Where the line with "id: &str, password: &str)" appears below, start writing out lines exactly, and finish with the line with "by another user", which is included; write out nothing else.

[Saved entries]
####
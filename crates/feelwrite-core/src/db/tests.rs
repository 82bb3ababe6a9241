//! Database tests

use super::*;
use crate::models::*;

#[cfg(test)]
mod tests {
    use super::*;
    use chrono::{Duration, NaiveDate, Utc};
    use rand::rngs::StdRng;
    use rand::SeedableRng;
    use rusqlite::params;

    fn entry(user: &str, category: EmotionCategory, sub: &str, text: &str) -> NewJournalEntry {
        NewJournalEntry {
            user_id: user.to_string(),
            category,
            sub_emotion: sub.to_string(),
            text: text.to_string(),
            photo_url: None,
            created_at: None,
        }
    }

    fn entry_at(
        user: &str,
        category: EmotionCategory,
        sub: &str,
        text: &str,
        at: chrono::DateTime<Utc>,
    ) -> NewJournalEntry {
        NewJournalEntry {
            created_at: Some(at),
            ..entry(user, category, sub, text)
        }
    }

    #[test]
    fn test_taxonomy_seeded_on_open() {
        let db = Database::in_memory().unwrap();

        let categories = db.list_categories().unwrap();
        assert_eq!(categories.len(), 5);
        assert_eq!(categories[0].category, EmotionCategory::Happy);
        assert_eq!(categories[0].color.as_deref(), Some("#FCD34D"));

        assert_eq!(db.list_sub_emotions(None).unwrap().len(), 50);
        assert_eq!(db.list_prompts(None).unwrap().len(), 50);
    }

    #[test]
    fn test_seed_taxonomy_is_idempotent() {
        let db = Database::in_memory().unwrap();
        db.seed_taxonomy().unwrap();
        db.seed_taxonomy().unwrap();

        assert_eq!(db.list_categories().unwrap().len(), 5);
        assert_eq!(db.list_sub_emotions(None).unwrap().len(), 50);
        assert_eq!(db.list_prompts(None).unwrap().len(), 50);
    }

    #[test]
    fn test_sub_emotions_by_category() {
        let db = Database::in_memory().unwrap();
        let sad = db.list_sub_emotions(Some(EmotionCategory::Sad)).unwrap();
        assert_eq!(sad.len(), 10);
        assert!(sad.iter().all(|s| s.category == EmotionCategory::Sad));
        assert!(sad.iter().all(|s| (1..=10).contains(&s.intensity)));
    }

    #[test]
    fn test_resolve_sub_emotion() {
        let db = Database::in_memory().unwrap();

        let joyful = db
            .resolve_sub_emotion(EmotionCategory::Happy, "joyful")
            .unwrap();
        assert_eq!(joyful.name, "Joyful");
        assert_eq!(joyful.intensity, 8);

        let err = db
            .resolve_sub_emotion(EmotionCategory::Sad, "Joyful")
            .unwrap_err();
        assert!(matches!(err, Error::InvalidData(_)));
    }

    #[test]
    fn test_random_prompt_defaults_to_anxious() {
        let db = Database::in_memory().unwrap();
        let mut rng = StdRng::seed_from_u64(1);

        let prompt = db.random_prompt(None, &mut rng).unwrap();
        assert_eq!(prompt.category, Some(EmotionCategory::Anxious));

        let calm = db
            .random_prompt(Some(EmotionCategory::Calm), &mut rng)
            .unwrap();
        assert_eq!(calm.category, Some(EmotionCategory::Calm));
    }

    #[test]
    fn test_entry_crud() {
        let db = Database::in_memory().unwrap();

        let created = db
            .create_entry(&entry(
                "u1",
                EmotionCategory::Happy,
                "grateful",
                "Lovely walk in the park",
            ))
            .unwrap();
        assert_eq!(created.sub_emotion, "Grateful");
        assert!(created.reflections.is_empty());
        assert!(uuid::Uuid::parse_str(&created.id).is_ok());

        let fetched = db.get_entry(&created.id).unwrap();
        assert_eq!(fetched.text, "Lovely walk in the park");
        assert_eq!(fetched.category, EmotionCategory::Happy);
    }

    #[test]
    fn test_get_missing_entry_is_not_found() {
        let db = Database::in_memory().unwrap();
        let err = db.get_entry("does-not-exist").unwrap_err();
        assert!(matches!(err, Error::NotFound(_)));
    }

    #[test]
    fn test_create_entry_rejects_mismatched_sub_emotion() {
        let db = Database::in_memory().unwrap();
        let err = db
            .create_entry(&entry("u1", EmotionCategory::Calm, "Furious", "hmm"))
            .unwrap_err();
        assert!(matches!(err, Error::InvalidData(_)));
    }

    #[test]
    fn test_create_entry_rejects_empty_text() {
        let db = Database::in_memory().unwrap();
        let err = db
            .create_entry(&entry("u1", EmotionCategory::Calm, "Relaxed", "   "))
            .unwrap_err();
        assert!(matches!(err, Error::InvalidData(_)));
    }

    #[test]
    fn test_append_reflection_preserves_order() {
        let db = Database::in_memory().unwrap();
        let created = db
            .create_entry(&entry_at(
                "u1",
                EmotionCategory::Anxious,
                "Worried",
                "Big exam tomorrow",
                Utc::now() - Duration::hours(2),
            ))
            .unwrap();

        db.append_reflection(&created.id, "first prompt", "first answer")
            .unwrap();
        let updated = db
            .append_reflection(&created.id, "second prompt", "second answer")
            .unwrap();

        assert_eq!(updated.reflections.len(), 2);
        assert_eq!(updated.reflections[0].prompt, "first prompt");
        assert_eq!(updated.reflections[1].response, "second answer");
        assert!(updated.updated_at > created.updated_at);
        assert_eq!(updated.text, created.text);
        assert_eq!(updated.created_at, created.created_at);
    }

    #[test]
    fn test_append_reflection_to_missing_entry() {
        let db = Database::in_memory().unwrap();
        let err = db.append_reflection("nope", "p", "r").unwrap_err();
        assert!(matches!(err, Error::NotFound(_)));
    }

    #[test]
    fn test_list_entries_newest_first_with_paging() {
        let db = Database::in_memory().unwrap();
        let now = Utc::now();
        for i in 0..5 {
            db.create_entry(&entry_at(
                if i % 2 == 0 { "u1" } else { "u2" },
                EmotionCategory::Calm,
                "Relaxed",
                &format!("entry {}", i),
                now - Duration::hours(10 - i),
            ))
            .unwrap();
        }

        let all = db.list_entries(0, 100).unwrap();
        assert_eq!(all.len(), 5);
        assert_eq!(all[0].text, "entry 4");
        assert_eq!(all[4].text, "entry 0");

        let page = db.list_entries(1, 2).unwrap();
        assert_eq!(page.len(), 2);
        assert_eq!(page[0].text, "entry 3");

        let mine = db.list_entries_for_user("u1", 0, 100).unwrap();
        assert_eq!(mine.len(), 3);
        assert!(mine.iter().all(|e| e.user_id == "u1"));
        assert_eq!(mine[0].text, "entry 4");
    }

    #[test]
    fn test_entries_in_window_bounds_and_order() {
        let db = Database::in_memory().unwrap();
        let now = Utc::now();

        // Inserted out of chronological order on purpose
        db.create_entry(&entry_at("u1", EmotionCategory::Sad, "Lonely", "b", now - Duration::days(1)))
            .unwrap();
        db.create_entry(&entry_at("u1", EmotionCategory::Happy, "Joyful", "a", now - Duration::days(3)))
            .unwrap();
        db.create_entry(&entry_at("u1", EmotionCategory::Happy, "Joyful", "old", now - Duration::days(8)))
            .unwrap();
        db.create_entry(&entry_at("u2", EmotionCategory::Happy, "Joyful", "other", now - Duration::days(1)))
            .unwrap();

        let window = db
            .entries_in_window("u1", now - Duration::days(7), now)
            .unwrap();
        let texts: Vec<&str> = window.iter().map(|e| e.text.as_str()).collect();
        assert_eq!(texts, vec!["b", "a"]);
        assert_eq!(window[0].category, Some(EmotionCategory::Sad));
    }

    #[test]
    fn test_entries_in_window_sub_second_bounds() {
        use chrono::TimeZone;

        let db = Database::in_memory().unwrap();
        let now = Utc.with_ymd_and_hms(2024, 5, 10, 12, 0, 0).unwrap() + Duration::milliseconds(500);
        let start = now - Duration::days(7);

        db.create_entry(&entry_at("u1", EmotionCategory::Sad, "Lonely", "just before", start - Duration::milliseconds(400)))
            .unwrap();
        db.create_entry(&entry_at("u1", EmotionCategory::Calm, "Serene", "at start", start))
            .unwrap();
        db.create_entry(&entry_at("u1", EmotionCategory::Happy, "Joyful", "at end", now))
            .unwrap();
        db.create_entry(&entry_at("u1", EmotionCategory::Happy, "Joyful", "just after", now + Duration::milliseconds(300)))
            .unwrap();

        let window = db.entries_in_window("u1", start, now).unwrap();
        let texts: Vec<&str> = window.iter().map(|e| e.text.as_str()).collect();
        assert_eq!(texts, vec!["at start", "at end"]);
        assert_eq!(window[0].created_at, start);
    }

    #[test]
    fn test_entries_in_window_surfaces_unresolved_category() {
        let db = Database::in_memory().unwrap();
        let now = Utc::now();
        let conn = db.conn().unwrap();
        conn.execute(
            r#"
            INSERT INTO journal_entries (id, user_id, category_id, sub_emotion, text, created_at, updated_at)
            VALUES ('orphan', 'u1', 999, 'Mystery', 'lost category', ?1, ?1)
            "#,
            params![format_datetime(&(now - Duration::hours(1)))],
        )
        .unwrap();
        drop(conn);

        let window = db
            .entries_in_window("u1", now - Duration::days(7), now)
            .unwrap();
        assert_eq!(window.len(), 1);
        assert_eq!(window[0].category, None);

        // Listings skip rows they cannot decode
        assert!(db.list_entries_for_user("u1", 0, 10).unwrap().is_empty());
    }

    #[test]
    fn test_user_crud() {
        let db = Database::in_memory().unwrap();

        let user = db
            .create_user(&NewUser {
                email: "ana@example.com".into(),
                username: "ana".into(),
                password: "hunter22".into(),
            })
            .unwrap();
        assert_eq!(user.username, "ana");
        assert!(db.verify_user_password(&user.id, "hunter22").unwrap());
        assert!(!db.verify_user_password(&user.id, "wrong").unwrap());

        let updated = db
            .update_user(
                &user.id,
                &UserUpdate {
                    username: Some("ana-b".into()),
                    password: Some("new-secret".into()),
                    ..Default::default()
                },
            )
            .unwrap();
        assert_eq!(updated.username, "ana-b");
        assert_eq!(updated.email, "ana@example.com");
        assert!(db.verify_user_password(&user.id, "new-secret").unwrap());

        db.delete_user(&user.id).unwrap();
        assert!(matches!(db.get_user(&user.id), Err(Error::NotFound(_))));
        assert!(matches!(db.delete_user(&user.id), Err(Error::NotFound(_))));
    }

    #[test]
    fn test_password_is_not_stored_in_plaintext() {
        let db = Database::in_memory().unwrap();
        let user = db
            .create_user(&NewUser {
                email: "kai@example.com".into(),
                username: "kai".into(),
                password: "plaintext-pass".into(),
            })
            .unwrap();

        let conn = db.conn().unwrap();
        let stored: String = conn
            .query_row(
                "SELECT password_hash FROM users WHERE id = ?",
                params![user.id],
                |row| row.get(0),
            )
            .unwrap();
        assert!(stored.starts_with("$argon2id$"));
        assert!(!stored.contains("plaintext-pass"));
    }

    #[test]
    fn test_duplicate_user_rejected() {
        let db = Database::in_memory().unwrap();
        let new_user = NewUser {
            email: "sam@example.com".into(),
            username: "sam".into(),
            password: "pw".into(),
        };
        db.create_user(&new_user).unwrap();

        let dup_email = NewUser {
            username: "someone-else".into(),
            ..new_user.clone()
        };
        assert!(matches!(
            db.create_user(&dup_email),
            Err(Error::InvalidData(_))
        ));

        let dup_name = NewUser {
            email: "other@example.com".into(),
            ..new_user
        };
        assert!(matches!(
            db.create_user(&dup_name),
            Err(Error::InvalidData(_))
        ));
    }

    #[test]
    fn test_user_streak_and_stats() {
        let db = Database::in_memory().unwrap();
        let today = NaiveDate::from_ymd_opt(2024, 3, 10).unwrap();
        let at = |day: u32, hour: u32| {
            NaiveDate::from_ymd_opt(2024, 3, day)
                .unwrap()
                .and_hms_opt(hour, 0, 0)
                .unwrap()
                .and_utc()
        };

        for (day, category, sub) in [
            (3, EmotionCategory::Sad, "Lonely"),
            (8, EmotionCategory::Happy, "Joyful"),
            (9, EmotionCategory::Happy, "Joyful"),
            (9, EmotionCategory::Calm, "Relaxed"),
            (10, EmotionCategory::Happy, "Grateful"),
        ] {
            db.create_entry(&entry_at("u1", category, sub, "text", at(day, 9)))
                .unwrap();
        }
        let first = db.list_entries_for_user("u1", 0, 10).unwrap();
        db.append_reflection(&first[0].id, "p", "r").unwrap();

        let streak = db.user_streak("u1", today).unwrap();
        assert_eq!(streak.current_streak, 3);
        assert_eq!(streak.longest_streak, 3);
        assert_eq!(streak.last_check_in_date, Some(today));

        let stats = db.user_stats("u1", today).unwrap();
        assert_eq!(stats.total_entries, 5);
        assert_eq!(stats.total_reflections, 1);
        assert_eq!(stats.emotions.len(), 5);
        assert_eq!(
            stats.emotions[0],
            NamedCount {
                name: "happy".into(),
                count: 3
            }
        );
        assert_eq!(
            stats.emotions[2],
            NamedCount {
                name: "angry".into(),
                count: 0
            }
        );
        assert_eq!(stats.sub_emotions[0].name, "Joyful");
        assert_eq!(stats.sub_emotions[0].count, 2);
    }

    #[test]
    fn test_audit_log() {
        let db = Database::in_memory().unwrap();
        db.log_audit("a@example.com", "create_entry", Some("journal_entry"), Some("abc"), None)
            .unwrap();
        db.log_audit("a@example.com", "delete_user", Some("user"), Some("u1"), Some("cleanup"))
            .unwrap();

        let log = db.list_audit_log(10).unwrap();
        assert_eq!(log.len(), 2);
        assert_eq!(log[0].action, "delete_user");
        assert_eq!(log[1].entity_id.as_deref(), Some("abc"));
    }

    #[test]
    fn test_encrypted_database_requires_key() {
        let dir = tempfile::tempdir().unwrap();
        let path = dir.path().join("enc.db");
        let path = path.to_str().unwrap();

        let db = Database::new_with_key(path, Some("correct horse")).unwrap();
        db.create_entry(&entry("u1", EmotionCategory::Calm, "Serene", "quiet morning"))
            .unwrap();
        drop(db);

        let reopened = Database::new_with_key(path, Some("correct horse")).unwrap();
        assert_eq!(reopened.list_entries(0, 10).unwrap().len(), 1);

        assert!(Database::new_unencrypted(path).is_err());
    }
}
####
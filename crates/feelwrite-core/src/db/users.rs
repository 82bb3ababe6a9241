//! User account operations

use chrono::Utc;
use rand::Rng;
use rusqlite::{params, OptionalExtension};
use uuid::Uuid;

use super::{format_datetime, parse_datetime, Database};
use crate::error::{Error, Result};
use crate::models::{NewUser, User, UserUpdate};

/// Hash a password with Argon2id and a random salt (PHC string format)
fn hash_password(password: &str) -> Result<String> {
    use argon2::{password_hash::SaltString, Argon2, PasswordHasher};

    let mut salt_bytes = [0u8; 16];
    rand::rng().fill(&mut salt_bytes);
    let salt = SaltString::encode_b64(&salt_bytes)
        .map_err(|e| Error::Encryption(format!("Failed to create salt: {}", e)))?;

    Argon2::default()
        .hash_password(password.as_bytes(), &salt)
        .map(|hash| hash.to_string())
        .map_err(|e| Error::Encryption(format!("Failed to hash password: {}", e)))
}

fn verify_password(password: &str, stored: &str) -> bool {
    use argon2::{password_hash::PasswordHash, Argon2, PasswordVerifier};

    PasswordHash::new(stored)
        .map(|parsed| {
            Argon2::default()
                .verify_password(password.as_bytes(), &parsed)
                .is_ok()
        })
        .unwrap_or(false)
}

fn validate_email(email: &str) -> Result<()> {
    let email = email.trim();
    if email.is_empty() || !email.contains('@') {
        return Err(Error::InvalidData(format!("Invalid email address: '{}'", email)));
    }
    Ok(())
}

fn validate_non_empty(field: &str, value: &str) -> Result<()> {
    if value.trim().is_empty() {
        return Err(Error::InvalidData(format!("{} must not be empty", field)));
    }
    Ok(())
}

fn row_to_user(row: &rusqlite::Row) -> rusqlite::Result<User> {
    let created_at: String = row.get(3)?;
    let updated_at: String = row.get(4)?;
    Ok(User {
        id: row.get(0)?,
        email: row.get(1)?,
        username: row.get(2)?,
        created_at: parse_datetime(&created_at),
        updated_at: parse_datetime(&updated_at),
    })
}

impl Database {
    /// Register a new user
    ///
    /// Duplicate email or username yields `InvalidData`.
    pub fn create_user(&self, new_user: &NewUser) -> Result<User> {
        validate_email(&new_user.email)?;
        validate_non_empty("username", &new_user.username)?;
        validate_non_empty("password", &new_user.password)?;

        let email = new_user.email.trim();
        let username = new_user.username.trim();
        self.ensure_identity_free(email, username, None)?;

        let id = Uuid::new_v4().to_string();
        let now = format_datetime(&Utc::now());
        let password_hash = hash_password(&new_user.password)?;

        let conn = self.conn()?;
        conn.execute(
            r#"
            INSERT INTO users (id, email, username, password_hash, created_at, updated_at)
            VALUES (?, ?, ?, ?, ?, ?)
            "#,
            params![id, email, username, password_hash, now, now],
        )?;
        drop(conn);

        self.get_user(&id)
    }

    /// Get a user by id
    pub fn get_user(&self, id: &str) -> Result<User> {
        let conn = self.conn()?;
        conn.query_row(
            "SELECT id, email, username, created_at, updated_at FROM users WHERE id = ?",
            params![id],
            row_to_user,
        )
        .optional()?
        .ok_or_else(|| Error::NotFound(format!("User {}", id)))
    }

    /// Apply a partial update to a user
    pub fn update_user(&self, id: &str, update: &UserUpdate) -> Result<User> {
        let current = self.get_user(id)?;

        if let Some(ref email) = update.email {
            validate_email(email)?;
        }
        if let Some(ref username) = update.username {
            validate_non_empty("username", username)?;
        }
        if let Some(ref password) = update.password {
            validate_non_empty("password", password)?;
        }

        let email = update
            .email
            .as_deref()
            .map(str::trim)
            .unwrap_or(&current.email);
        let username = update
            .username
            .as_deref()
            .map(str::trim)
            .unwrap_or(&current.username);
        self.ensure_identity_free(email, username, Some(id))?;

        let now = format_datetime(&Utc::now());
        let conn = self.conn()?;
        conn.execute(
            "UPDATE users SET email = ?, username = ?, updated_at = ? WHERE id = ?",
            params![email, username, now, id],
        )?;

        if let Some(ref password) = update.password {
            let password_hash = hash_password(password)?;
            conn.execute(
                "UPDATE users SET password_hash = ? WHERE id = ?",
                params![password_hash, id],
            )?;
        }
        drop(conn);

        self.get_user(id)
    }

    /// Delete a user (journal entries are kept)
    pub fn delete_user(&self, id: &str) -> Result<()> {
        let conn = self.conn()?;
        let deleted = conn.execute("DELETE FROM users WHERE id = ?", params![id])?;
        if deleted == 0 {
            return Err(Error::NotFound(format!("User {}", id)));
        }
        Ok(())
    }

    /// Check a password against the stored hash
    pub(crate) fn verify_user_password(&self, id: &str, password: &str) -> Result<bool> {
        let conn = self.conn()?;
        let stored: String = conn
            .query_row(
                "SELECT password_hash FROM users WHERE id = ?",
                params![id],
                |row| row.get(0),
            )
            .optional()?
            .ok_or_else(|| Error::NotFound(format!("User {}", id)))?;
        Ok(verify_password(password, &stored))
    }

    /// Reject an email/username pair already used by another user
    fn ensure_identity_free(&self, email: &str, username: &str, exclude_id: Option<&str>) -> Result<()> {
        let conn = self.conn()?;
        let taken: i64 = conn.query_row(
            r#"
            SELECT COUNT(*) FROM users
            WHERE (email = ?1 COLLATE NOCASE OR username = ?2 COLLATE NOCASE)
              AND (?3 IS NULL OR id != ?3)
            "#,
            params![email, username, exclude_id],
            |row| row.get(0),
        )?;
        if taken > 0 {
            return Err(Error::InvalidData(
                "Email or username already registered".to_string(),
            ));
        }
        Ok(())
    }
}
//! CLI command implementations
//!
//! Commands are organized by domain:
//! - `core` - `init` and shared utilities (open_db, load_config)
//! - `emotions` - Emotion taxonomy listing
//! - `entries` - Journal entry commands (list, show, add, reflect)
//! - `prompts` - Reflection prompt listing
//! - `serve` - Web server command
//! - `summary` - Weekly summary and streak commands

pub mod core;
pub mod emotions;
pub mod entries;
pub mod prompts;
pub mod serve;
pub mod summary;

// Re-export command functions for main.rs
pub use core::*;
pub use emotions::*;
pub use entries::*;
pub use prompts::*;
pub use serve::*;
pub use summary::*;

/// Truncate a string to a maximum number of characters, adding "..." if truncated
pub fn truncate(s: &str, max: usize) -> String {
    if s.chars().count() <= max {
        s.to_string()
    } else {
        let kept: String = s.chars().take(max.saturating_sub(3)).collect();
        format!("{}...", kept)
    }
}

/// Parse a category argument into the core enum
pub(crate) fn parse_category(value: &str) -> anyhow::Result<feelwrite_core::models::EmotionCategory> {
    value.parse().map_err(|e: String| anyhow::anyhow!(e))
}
####
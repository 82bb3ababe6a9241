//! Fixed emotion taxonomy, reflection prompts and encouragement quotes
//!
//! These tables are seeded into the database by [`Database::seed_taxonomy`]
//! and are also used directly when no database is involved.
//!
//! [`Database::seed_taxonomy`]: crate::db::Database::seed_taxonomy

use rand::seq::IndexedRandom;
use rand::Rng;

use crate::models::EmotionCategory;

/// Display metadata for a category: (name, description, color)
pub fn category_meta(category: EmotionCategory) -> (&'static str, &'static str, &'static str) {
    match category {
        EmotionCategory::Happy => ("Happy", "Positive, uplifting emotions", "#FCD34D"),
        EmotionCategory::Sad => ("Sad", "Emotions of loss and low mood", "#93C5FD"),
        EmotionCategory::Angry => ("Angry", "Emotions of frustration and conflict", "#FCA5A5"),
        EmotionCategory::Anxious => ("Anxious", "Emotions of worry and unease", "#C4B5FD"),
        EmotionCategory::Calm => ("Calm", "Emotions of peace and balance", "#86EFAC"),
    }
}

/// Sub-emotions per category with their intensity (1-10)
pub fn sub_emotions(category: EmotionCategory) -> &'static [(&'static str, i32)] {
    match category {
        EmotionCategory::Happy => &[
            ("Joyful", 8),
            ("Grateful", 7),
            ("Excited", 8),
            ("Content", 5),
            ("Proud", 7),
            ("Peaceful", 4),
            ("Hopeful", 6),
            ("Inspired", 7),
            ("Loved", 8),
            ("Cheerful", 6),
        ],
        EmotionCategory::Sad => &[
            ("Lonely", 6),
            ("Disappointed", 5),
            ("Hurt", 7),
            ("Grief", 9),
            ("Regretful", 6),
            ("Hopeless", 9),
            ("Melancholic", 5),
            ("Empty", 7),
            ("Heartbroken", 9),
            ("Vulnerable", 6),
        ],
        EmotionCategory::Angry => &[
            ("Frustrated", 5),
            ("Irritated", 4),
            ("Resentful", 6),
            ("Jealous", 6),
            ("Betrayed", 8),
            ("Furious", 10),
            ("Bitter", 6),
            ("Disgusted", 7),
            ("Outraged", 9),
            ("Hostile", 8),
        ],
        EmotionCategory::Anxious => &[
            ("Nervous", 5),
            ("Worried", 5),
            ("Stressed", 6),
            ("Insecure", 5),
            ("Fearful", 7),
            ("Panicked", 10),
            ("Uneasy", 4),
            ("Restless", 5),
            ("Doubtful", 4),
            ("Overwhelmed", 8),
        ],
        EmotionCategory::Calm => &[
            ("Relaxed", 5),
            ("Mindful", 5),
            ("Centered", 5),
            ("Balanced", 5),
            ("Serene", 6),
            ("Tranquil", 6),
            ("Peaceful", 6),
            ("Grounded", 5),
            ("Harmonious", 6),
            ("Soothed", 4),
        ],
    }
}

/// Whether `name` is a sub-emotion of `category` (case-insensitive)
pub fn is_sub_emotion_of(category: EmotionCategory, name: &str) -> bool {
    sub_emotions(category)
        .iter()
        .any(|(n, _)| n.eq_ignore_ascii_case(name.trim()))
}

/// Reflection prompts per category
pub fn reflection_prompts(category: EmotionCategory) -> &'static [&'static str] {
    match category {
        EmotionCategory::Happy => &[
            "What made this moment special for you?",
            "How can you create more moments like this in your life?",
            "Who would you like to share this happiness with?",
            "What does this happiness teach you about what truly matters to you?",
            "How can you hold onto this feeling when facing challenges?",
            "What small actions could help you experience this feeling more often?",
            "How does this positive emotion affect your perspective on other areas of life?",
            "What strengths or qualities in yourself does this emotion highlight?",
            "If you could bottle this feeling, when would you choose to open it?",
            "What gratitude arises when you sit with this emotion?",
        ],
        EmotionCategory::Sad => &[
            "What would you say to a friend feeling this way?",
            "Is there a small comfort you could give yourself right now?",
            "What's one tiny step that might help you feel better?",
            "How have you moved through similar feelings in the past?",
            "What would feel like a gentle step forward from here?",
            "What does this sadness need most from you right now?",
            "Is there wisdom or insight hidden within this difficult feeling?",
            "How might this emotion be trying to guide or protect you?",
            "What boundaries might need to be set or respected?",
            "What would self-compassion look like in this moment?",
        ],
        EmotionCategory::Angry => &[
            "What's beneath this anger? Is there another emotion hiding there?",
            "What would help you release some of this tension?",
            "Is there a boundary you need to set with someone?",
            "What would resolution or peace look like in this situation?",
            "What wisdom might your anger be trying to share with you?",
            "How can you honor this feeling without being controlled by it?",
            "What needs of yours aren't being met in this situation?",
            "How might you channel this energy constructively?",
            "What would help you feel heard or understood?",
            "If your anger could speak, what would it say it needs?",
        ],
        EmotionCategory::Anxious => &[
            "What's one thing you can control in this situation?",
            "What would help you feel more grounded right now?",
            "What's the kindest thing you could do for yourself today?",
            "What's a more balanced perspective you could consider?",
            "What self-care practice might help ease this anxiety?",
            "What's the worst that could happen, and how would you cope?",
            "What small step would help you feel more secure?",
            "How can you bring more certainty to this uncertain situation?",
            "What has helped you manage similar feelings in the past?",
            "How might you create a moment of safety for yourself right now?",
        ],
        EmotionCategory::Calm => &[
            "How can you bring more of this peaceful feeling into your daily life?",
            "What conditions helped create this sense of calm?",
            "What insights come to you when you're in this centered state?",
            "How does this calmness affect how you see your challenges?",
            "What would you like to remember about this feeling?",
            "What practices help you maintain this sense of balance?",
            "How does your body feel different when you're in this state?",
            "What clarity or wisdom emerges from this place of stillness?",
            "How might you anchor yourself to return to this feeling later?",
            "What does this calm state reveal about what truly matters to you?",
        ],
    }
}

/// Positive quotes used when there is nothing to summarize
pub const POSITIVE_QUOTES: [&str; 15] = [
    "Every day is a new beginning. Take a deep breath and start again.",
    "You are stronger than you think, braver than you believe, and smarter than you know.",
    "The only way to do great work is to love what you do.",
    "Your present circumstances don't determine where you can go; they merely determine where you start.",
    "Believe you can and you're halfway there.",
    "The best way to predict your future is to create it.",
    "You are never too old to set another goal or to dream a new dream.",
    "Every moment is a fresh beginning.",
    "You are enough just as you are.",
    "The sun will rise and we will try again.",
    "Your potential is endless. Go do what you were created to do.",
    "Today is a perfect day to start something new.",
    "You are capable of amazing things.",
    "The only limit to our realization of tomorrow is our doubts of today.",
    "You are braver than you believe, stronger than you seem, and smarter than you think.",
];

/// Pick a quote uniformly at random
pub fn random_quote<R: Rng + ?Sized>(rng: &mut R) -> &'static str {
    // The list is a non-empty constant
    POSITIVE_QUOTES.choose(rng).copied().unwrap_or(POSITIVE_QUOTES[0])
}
####
### [Result of this task]
    pub(crate) fn verify_user_password(&self, id: &str, password: &str) -> Result<bool> {
        let conn = self.conn()?;
        let stored: String = conn
            .query_row(
                "SELECT password_hash FROM users WHERE id = ?",
                params![id],
                |row| row.get(0),
            )
            .optional()?
            .ok_or_else(|| Error::NotFound(format!("User {}", id)))?;
        Ok(verify_password(password, &stored))
    }

    /// Reject an email/username pair already used by another user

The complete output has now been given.